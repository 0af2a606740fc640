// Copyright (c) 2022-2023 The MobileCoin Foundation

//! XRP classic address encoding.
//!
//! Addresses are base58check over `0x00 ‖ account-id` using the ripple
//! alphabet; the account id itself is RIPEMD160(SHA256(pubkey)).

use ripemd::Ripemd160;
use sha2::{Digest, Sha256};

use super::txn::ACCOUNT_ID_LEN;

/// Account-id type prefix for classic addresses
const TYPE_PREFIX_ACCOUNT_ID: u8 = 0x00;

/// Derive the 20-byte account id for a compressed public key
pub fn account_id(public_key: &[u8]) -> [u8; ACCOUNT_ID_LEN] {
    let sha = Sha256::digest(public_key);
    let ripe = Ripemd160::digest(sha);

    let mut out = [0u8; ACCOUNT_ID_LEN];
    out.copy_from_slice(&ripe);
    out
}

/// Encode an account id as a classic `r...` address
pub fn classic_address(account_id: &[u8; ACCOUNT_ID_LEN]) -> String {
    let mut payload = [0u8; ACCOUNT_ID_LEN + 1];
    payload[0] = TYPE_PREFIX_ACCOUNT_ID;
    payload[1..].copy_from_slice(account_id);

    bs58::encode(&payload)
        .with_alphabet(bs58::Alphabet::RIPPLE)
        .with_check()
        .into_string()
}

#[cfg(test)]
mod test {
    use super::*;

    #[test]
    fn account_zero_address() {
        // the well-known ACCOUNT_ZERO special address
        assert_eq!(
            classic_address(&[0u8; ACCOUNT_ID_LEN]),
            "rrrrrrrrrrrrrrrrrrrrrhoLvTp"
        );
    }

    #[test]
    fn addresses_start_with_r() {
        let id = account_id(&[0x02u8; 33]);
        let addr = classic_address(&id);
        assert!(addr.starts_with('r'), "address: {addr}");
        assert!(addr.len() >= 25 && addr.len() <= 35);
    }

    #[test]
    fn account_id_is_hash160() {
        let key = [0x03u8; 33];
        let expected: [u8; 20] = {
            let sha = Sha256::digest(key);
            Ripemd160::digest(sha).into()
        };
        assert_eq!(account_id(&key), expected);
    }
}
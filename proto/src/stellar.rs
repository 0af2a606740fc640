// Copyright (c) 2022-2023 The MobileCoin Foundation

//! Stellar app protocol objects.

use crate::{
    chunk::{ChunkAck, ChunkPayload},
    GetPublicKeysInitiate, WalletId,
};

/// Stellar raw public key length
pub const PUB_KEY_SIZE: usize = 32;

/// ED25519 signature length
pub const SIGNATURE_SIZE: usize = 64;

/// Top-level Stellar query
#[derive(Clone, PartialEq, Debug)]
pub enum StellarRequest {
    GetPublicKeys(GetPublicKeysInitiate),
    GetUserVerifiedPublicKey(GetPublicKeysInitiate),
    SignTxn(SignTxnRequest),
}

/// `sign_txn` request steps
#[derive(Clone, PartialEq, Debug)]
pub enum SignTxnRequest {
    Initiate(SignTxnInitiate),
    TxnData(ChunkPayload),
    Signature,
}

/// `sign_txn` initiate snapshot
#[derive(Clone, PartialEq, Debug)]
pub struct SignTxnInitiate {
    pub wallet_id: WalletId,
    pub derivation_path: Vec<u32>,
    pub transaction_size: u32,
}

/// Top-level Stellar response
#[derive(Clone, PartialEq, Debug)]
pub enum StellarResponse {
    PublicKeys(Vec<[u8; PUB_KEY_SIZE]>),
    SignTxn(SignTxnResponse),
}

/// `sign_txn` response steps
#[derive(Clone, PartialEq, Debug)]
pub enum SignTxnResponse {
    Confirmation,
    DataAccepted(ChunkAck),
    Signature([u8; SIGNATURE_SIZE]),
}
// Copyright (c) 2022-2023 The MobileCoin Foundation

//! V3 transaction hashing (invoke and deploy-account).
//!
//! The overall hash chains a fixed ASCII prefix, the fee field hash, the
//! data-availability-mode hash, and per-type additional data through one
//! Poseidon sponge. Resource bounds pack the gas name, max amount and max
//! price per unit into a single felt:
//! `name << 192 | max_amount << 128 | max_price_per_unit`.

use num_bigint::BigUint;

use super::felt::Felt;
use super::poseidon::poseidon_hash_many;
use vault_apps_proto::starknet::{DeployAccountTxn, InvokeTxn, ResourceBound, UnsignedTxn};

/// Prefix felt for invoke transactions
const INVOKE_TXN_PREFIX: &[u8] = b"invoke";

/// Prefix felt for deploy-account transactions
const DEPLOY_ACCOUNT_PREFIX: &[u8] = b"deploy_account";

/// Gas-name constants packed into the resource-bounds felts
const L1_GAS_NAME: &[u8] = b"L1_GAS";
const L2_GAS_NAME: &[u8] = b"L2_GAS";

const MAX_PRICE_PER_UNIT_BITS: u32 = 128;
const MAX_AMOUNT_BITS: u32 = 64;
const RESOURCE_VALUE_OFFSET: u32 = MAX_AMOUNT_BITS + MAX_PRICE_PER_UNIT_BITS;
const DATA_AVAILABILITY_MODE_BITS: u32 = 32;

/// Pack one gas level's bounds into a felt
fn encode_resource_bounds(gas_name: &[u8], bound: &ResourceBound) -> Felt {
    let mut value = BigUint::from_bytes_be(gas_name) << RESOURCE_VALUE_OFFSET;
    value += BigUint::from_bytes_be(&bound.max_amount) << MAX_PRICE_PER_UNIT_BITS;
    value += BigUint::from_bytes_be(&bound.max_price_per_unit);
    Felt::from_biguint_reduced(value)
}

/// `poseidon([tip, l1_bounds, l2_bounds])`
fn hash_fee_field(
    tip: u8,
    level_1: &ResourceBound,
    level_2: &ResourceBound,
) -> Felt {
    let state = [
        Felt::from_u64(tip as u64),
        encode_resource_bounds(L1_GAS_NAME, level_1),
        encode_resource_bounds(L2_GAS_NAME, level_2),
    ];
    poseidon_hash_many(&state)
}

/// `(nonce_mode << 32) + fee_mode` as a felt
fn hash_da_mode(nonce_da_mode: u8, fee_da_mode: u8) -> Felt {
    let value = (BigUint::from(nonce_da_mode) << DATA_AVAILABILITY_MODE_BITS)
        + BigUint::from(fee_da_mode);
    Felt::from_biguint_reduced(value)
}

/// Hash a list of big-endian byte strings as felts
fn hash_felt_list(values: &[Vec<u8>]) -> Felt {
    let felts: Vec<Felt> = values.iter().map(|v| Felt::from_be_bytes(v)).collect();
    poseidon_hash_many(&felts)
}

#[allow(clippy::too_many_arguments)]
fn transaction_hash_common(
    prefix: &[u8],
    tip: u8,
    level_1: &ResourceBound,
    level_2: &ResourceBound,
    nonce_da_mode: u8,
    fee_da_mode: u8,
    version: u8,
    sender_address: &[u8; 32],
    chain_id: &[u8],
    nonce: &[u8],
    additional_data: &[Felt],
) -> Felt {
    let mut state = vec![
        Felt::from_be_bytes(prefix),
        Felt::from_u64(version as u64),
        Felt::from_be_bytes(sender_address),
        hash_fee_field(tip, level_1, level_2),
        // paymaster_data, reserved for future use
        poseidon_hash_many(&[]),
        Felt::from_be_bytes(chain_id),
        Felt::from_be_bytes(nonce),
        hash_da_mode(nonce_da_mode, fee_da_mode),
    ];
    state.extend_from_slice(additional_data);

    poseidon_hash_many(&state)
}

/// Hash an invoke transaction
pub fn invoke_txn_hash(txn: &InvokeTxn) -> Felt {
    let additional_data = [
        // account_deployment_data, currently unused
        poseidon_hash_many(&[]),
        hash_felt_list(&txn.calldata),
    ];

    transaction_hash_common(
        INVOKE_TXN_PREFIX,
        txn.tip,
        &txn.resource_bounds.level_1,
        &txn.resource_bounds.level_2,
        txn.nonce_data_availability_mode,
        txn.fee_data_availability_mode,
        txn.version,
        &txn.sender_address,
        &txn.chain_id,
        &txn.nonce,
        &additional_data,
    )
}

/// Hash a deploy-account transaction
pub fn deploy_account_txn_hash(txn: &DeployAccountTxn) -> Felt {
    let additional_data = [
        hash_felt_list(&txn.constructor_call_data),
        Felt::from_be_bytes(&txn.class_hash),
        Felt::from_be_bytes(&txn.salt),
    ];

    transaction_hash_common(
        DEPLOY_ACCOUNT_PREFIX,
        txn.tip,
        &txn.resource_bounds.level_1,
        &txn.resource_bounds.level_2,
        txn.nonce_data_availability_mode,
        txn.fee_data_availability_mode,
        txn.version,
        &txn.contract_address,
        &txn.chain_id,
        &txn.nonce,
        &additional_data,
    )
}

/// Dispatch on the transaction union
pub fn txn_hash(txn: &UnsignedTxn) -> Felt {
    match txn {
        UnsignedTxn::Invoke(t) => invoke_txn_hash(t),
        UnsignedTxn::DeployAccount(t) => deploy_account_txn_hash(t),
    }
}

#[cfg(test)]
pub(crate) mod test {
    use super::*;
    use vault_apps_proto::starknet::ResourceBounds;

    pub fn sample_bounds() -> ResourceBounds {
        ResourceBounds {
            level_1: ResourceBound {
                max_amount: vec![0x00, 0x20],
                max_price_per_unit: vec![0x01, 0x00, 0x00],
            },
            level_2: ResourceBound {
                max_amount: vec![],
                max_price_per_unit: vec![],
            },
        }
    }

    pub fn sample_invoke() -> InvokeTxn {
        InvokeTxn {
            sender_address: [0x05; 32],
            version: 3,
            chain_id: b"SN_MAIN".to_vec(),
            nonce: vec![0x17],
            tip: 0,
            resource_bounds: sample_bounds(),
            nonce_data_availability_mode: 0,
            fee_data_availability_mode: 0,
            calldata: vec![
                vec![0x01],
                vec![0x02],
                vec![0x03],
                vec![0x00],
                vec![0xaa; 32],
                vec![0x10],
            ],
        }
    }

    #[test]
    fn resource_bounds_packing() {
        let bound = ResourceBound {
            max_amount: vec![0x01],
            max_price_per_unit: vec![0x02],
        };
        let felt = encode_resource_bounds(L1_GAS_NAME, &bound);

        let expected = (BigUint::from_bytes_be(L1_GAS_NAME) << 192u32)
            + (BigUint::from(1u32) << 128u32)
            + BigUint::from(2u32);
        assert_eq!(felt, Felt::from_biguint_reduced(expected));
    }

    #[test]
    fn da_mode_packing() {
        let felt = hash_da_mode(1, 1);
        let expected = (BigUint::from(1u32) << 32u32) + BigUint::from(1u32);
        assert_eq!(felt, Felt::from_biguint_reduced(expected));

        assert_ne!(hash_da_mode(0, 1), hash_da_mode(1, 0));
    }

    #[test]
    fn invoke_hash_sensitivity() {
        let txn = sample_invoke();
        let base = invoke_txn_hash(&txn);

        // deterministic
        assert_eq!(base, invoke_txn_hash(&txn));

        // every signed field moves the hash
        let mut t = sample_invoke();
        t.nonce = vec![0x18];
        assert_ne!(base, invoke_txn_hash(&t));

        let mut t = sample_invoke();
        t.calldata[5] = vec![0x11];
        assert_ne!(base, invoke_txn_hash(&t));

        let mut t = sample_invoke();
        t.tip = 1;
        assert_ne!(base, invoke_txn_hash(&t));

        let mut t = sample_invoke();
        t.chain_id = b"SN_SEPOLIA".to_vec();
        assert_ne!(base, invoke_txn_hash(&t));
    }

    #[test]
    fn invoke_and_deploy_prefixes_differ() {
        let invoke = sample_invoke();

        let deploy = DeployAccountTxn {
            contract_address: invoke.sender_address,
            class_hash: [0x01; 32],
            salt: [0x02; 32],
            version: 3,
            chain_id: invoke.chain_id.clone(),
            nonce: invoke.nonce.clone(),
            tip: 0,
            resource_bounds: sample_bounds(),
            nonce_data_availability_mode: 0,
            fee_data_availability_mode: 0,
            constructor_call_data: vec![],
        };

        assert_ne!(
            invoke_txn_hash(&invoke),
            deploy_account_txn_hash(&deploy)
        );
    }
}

▶ [Work required] In the records above, find each line that mentions the word "enum", and copy it.

▶ [Written response]
pub enum StellarRequest {
pub enum SignTxnRequest {
pub enum StellarResponse {
pub enum SignTxnResponse {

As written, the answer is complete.